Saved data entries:
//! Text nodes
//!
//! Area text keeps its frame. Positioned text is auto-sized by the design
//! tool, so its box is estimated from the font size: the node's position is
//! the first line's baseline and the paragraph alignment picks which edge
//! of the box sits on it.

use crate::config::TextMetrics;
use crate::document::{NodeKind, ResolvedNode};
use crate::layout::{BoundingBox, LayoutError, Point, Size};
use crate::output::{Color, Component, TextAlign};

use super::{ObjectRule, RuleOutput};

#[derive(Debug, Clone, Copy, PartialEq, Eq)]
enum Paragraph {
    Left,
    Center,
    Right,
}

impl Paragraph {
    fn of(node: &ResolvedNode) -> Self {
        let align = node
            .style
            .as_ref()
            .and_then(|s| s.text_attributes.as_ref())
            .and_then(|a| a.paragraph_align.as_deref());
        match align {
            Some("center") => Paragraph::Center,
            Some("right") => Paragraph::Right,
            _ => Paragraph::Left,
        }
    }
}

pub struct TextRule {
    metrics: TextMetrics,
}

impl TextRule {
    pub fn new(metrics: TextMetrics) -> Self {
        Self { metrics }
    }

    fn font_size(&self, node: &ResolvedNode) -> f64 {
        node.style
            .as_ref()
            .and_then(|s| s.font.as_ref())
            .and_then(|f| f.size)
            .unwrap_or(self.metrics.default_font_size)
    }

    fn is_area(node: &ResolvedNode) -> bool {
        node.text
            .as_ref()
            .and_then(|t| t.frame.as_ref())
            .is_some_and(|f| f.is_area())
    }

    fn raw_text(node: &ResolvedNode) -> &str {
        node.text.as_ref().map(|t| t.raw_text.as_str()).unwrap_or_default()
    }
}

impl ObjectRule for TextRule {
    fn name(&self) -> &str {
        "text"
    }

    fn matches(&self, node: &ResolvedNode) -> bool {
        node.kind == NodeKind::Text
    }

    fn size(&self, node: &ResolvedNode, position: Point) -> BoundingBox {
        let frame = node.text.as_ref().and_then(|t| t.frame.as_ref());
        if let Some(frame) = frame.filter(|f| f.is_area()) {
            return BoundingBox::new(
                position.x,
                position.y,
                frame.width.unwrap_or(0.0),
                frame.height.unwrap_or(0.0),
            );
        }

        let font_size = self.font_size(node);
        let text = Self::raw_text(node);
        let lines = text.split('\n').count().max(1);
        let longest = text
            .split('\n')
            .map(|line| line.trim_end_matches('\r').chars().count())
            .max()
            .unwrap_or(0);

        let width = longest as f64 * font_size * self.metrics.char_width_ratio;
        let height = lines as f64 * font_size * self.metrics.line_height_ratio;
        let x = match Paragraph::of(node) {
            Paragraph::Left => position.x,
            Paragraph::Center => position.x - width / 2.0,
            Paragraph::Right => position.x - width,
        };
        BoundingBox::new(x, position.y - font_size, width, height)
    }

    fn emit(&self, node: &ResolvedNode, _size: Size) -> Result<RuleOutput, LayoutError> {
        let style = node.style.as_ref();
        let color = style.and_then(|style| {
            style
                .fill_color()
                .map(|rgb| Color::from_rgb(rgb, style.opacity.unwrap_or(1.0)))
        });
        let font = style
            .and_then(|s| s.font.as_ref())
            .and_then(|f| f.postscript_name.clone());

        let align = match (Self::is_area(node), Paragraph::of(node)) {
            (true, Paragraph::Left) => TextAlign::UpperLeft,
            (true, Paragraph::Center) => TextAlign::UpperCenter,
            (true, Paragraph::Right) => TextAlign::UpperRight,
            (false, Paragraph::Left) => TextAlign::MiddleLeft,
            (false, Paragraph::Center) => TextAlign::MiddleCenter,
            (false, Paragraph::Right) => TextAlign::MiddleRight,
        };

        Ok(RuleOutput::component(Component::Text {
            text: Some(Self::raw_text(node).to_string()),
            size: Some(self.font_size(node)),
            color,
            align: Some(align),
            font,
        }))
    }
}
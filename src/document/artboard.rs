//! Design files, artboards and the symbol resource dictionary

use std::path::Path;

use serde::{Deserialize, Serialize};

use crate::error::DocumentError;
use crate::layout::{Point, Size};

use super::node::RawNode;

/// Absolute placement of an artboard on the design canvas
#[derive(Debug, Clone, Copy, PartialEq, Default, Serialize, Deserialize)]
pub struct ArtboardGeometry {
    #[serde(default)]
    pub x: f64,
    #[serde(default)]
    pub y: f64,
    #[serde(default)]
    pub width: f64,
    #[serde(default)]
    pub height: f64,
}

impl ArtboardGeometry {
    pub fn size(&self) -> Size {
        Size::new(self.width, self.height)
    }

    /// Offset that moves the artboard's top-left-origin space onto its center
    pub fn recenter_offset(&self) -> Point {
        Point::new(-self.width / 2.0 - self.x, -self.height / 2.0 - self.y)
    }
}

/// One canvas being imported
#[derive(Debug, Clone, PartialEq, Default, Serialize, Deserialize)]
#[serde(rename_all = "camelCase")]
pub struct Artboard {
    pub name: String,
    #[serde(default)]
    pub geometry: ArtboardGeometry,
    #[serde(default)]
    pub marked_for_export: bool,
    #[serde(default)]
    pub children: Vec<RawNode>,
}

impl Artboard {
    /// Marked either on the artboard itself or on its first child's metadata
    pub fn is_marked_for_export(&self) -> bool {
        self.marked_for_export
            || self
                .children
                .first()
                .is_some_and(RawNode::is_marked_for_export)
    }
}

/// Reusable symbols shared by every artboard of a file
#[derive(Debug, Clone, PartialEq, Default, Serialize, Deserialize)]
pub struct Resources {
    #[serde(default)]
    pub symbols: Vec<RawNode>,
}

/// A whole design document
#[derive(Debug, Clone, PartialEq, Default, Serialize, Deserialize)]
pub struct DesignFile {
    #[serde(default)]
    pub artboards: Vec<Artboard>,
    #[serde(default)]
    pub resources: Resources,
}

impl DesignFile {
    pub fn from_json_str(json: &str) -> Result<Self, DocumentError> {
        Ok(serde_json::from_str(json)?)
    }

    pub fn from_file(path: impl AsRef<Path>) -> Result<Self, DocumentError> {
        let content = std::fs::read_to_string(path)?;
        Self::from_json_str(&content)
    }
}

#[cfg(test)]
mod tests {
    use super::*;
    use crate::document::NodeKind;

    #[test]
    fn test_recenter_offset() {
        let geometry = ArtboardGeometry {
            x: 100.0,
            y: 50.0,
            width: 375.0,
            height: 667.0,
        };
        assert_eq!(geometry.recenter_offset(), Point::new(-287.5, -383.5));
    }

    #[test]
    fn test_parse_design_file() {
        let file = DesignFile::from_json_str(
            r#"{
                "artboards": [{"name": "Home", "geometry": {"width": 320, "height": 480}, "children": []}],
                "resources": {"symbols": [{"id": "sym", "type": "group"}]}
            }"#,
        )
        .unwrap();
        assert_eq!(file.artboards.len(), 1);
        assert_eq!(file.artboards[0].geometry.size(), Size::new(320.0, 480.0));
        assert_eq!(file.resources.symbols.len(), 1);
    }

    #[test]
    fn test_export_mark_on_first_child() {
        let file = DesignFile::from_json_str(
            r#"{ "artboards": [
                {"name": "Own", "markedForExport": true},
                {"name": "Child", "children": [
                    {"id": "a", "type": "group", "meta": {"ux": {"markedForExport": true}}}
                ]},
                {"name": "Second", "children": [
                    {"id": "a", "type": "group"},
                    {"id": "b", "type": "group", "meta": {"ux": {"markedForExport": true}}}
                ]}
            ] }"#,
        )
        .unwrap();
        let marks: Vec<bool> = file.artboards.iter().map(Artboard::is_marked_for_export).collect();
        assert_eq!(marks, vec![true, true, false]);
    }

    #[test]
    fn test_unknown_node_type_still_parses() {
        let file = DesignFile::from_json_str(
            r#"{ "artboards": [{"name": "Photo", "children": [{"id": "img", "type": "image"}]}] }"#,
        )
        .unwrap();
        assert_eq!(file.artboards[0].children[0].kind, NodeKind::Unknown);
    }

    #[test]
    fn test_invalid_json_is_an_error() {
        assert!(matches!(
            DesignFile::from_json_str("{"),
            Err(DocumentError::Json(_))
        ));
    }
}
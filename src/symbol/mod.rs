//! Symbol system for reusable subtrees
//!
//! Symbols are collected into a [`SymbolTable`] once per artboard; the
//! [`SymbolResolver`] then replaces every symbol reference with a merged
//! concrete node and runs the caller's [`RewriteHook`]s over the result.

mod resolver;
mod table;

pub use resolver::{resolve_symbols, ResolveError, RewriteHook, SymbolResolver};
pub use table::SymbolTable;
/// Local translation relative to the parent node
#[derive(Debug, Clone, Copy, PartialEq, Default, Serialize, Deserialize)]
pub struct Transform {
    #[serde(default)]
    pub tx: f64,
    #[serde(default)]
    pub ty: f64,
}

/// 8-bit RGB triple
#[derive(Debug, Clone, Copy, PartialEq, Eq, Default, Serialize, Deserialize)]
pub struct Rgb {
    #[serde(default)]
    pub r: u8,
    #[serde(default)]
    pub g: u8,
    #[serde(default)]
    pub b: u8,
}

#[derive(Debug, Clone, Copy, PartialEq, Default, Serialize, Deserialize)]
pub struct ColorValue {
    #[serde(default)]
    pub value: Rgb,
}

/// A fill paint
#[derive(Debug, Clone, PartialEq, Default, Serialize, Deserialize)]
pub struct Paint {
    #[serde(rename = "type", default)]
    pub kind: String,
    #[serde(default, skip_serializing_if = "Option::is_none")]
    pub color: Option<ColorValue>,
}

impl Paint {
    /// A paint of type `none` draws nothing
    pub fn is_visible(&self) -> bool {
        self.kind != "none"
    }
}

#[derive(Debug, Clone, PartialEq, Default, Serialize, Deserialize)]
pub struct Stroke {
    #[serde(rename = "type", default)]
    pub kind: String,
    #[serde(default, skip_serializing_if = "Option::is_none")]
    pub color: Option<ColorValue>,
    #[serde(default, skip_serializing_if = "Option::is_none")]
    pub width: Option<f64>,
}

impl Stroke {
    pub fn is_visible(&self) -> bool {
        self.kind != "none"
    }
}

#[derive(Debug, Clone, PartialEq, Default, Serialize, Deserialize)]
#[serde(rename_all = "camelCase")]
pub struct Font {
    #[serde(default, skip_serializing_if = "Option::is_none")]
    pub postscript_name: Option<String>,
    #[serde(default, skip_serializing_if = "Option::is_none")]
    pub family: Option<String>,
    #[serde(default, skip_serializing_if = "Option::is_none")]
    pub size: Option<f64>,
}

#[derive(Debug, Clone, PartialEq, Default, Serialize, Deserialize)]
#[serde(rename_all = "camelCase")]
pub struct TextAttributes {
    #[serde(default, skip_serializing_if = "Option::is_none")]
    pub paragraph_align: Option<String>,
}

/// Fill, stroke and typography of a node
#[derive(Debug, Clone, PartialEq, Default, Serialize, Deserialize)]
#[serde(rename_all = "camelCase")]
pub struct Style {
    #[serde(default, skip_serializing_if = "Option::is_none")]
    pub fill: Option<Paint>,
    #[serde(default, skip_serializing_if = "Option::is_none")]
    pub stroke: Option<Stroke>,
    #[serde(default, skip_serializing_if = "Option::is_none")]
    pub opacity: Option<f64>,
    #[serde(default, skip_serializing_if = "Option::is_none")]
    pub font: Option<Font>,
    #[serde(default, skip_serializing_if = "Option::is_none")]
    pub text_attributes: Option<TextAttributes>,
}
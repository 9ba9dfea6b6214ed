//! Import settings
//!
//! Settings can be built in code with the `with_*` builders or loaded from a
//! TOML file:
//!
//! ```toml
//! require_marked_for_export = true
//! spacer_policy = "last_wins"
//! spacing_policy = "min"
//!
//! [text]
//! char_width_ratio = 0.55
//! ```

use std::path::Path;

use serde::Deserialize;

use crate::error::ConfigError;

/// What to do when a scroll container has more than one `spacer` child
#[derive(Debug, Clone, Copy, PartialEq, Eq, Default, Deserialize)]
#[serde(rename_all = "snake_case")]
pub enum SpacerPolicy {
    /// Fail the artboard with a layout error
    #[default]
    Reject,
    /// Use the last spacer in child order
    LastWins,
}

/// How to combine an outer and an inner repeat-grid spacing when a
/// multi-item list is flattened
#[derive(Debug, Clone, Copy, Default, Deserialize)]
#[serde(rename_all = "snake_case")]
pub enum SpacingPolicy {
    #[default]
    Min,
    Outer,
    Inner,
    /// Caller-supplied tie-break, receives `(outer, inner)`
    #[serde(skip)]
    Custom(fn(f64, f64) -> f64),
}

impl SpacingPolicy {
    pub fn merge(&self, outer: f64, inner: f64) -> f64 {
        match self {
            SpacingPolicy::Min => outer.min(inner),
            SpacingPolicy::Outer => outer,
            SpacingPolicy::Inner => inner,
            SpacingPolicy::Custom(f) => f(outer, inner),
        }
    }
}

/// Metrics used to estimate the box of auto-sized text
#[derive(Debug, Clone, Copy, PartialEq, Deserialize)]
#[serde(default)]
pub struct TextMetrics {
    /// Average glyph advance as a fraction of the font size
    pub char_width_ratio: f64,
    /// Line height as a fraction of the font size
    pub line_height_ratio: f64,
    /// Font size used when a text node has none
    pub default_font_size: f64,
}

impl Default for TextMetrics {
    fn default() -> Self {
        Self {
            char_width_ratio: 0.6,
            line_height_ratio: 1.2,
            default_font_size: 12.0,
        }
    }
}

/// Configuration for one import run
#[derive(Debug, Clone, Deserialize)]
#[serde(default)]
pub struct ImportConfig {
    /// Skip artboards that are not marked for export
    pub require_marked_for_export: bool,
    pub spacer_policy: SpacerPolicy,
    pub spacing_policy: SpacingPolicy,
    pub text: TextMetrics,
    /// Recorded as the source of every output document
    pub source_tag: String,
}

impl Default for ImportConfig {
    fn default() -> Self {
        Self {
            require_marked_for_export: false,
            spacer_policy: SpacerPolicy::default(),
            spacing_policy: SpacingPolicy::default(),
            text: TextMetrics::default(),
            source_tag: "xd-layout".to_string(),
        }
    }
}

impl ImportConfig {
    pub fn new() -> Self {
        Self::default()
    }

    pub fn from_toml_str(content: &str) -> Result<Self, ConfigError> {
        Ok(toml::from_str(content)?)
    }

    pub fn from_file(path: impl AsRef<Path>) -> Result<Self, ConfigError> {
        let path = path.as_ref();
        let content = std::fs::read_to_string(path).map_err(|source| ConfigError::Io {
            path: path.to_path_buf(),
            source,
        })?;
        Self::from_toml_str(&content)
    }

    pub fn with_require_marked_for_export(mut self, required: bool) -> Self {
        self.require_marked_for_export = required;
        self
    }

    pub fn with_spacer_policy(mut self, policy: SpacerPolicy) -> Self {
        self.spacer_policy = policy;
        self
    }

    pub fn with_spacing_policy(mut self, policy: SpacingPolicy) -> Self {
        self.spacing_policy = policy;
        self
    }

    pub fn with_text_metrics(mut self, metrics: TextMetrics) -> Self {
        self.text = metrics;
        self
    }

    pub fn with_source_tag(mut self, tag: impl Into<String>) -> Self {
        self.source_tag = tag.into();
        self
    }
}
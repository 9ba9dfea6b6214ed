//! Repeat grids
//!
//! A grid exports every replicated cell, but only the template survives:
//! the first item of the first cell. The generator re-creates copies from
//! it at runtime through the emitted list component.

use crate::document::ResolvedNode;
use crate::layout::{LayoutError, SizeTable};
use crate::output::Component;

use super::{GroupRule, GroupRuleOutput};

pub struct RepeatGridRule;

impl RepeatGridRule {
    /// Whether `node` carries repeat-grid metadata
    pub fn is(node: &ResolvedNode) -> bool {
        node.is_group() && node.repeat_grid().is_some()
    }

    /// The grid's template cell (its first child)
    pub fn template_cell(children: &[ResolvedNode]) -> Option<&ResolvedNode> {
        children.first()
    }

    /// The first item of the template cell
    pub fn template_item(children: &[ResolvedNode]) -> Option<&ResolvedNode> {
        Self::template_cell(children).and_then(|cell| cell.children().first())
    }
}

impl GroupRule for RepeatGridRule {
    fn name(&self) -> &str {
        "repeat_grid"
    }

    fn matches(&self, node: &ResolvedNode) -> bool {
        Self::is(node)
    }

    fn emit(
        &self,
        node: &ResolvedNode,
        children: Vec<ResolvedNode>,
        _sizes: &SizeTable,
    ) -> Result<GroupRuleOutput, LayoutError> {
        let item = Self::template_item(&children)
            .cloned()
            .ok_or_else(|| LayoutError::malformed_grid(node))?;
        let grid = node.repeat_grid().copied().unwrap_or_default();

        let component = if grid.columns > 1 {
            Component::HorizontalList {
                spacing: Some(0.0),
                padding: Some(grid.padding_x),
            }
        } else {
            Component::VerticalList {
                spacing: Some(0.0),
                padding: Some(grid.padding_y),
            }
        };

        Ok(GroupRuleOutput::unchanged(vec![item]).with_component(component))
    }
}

**Prompt**
Whenever the word "RepeatGridRule" shows up in a line of the entries, copy that line.

**Answer space**
pub struct RepeatGridRule;
impl RepeatGridRule {
impl GroupRule for RepeatGridRule {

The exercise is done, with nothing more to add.